Sunday Book Suggestion: Gates of Fire

I may make this a weekly thing. I may not. Depends on if I remember to do it.


I picked up this book after my confused, but strong obsession with the Spartans began. I had seen 300. I looked up all I could on Wikipedia and history sites. I wanted all the information I could find on these men of men. In a Santa Monica Barnes and Noble, I found Gates of Fire, a fictional account of the battle that made the Spartans famous. I immediately bought it.

I expected chapters of war and violence and honor. What I did not expect was a deeply layered and emotionally driven story of loss and love, of purpose and maturity, and what it is to be a man.

The main character of the book is not a Spartan at all, but a foreigner named Xeones. Xeones was just a boy when his parents and his city were erased from existence by a treacherous ally. He fled with his older female cousin, Diomache, and his family’s near-blind slave, Bruxieus, into the nearby mountains.

One day, while attempting to steal some fowl, Xeo is captured and crucified by the bird’s owners. Despite Bruxieus medical knowledge, the boy’s hands are disabled. He laments that he can not be a warrior anymore, exacting revenge on his parents’ murderers. During the winter, during an attempt at suicide by exposure, Xeo is visited by a figure who inspires him to take up the bow and arrow. His self-confidence renewed, he aborts his attempt.

Years later, Bruxieus dies, and the hardened wild children must find a city to settle in, as the old slave wished. Diomache begs Xeo to come to Athens, but the boy, scared by his experiences and determined to be something more than just a oarsman or tradesman, leaves his cousin and heads to Sparta.

It is from here the book explodes in detail about Sparta, the Spartans and how they may have lived, worked and thought. It tracks over years. From training to battle to marriages, travel to other cities, and a myriad of small adventures. Lessons on discipline, leadership, fear and brotherhood mark every page.

I will not spoil the book, but there is one scene that has burned into my memory ever since I first read it:

King Leonidas took Sparta to war, to a city who was on the verge of capitulating to the coin and the intimidation of the Persian Empire. Across a shallow river, the enemy had set their troops, hoping to force the Spartans to cross and slaughter them in the water. Alas, the enemy troops started to bellow and work themselves up. A frenzy of fear masked as courage. The enemy commanders couldn’t hold their men back, and the enemy advanced first.

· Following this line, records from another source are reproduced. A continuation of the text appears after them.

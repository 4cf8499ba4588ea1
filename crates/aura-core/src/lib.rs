pub mod api;
pub mod chat;
pub mod checklist;
pub mod config;
pub mod dashboard;
pub mod intent;
pub mod notifications;
pub mod state;
pub mod timer;
pub mod tracker;

// Re-export main types for convenience
pub use api::{ApiLatency, ChatRequest, ChatResponse, MockApi, ReplyType};
pub use chat::{ChatSession, PendingReply};
pub use checklist::{HelpGuide, HelpStep};
pub use config::Config;
pub use dashboard::Dashboard;
pub use intent::{IntentRule, Response, ResponseKind, RuleSet};
pub use notifications::{Notification, NotificationKind};
pub use state::{ChatMessage, Originator};
pub use timer::TimerGuard;
pub use tracker::{Technician, TechnicianStatus};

As they advanced, Leonidas was committing a sacrifice to the Gods, praying to the heavens as the opposing force marched towards him. No Spartan moved. The enemy got closer, louder, with bloodlust in their eyes, and still no Spartan flinched. When the King had finished his prayers, he screamed his nation’s name. With the ritual done, the perfectly disciplined advance started and the King fell into the front line, vanishing into the phalanx as it reached him, only the crest on his helmet standing out.

Nothing says leader more than that.

I highly recommend this book. There are no one-dimensional characters. No hollow plots. There is just humanity, bravery, honor, war and victory; a view into one of the greatest societies Greece ever produced.